WHAT IS REQUIRED => Return the records in full, exactly as given.
TASK INPUT section start
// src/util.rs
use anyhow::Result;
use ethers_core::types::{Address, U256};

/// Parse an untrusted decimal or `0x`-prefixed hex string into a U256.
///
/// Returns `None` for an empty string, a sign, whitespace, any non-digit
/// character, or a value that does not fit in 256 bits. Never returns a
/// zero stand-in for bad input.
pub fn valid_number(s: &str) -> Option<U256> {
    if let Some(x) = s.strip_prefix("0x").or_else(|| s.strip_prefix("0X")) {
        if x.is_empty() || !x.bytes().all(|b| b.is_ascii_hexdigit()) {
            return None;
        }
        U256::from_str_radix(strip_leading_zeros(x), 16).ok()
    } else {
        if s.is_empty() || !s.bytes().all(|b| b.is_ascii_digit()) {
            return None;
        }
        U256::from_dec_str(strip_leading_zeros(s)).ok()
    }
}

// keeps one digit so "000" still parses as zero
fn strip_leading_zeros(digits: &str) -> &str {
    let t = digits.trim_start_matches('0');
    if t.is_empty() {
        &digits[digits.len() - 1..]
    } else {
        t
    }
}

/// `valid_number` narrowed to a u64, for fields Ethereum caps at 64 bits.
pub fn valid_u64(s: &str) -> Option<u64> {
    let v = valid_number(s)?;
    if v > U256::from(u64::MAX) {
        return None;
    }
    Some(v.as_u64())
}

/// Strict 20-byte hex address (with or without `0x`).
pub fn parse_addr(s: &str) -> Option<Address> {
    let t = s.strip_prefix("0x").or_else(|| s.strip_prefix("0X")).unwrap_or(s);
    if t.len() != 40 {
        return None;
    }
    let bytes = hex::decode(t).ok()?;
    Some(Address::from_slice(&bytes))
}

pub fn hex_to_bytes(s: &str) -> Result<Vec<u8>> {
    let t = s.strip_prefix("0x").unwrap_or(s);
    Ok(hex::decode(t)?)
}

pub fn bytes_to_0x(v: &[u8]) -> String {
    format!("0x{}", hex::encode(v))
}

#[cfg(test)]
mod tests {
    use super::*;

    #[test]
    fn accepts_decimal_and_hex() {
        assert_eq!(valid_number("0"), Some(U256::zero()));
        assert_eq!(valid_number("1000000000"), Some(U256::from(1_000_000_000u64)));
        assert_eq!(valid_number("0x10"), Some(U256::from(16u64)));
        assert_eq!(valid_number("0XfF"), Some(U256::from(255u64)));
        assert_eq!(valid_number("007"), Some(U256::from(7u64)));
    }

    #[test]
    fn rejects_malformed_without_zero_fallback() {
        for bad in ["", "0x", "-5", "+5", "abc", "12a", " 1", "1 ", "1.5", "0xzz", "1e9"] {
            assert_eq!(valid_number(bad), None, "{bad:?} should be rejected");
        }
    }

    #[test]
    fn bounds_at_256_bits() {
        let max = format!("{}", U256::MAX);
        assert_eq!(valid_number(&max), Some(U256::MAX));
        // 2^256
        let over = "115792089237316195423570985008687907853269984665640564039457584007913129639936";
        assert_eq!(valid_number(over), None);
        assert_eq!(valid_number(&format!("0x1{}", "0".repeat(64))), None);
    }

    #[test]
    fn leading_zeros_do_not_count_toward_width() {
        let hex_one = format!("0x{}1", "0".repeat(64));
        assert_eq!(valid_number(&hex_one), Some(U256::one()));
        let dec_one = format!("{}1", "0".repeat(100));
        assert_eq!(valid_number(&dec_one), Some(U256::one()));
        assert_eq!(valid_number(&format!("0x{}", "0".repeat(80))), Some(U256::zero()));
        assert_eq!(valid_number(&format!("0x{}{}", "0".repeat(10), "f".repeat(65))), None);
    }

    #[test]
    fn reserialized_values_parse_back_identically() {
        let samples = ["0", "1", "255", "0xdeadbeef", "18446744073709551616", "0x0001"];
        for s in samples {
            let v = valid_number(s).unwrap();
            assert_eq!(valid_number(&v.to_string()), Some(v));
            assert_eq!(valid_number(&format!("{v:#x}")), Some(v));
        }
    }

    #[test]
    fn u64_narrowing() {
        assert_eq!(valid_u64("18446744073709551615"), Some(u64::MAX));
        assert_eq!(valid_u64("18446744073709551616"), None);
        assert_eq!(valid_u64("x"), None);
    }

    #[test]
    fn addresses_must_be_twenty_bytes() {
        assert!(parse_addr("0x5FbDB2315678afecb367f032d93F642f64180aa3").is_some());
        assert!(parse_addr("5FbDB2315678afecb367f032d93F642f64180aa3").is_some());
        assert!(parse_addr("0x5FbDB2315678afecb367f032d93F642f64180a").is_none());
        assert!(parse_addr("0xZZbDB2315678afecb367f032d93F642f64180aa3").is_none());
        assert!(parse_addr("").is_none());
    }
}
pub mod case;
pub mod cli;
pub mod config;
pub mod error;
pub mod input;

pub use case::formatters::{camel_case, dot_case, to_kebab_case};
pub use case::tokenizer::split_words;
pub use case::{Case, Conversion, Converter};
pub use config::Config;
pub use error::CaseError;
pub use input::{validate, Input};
TASK INPUT section end
EXERCISE SOLUTION =>
// src/util.rs
use anyhow::Result;
use ethers_core::types::{Address, U256};

/// Parse an untrusted decimal or `0x`-prefixed hex string into a U256.
///
/// Returns `None` for an empty string, a sign, whitespace, any non-digit
/// character, or a value that does not fit in 256 bits. Never returns a
/// zero stand-in for bad input.
pub fn valid_number(s: &str) -> Option<U256> {
    if let Some(x) = s.strip_prefix("0x").or_else(|| s.strip_prefix("0X")) {
        if x.is_empty() || !x.bytes().all(|b| b.is_ascii_hexdigit()) {
            return None;
        }
        U256::from_str_radix(strip_leading_zeros(x), 16).ok()
    } else {
        if s.is_empty() || !s.bytes().all(|b| b.is_ascii_digit()) {
            return None;
        }
        U256::from_dec_str(strip_leading_zeros(s)).ok()
    }
}

// keeps one digit so "000" still parses as zero
fn strip_leading_zeros(digits: &str) -> &str {
    let t = digits.trim_start_matches('0');
    if t.is_empty() {
        &digits[digits.len() - 1..]
    } else {
        t
    }
}

/// `valid_number` narrowed to a u64, for fields Ethereum caps at 64 bits.
pub fn valid_u64(s: &str) -> Option<u64> {
    let v = valid_number(s)?;
    if v > U256::from(u64::MAX) {
        return None;
    }
    Some(v.as_u64())
}

/// Strict 20-byte hex address (with or without `0x`).
pub fn parse_addr(s: &str) -> Option<Address> {
    let t = s.strip_prefix("0x").or_else(|| s.strip_prefix("0X")).unwrap_or(s);
    if t.len() != 40 {
        return None;
    }
    let bytes = hex::decode(t).ok()?;
    Some(Address::from_slice(&bytes))
}

pub fn hex_to_bytes(s: &str) -> Result<Vec<u8>> {
    let t = s.strip_prefix("0x").unwrap_or(s);
    Ok(hex::decode(t)?)
}

pub fn bytes_to_0x(v: &[u8]) -> String {
    format!("0x{}", hex::encode(v))
}

#[cfg(test)]
mod tests {
    use super::*;

    #[test]
    fn accepts_decimal_and_hex() {
        assert_eq!(valid_number("0"), Some(U256::zero()));
        assert_eq!(valid_number("1000000000"), Some(U256::from(1_000_000_000u64)));
        assert_eq!(valid_number("0x10"), Some(U256::from(16u64)));
        assert_eq!(valid_number("0XfF"), Some(U256::from(255u64)));
        assert_eq!(valid_number("007"), Some(U256::from(7u64)));
    }

    #[test]
    fn rejects_malformed_without_zero_fallback() {
        for bad in ["", "0x", "-5", "+5", "abc", "12a", " 1", "1 ", "1.5", "0xzz", "1e9"] {
            assert_eq!(valid_number(bad), None, "{bad:?} should be rejected");
        }
    }

    #[test]
    fn bounds_at_256_bits() {
        let max = format!("{}", U256::MAX);
        assert_eq!(valid_number(&max), Some(U256::MAX));
        // 2^256
        let over = "115792089237316195423570985008687907853269984665640564039457584007913129639936";
        assert_eq!(valid_number(over), None);
        assert_eq!(valid_number(&format!("0x1{}", "0".repeat(64))), None);
    }

    #[test]
    fn leading_zeros_do_not_count_toward_width() {
        let hex_one = format!("0x{}1", "0".repeat(64));
        assert_eq!(valid_number(&hex_one), Some(U256::one()));
        let dec_one = format!("{}1", "0".repeat(100));
        assert_eq!(valid_number(&dec_one), Some(U256::one()));
        assert_eq!(valid_number(&format!("0x{}", "0".repeat(80))), Some(U256::zero()));
        assert_eq!(valid_number(&format!("0x{}{}", "0".repeat(10), "f".repeat(65))), None);
    }

    #[test]
    fn reserialized_values_parse_back_identically() {
        let samples = ["0", "1", "255", "0xdeadbeef", "18446744073709551616", "0x0001"];
        for s in samples {
            let v = valid_number(s).unwrap();
            assert_eq!(valid_number(&v.to_string()), Some(v));
            assert_eq!(valid_number(&format!("{v:#x}")), Some(v));
        }
    }

    #[test]
    fn u64_narrowing() {
        assert_eq!(valid_u64("18446744073709551615"), Some(u64::MAX));
        assert_eq!(valid_u64("18446744073709551616"), None);
        assert_eq!(valid_u64("x"), None);
    }

    #[test]
    fn addresses_must_be_twenty_bytes() {
        assert!(parse_addr("0x5FbDB2315678afecb367f032d93F642f64180aa3").is_some());
        assert!(parse_addr("5FbDB2315678afecb367f032d93F642f64180aa3").is_some());
        assert!(parse_addr("0x5FbDB2315678afecb367f032d93F642f64180a").is_none());
        assert!(parse_addr("0xZZbDB2315678afecb367f032d93F642f64180aa3").is_none());
        assert!(parse_addr("").is_none());
    }
}
pub mod case;
pub mod cli;
pub mod config;
pub mod error;
pub mod input;

pub use case::formatters::{camel_case, dot_case, to_kebab_case};
pub use case::tokenizer::split_words;
pub use case::{Case, Conversion, Converter};
pub use config::Config;
pub use error::CaseError;
pub use input::{validate, Input};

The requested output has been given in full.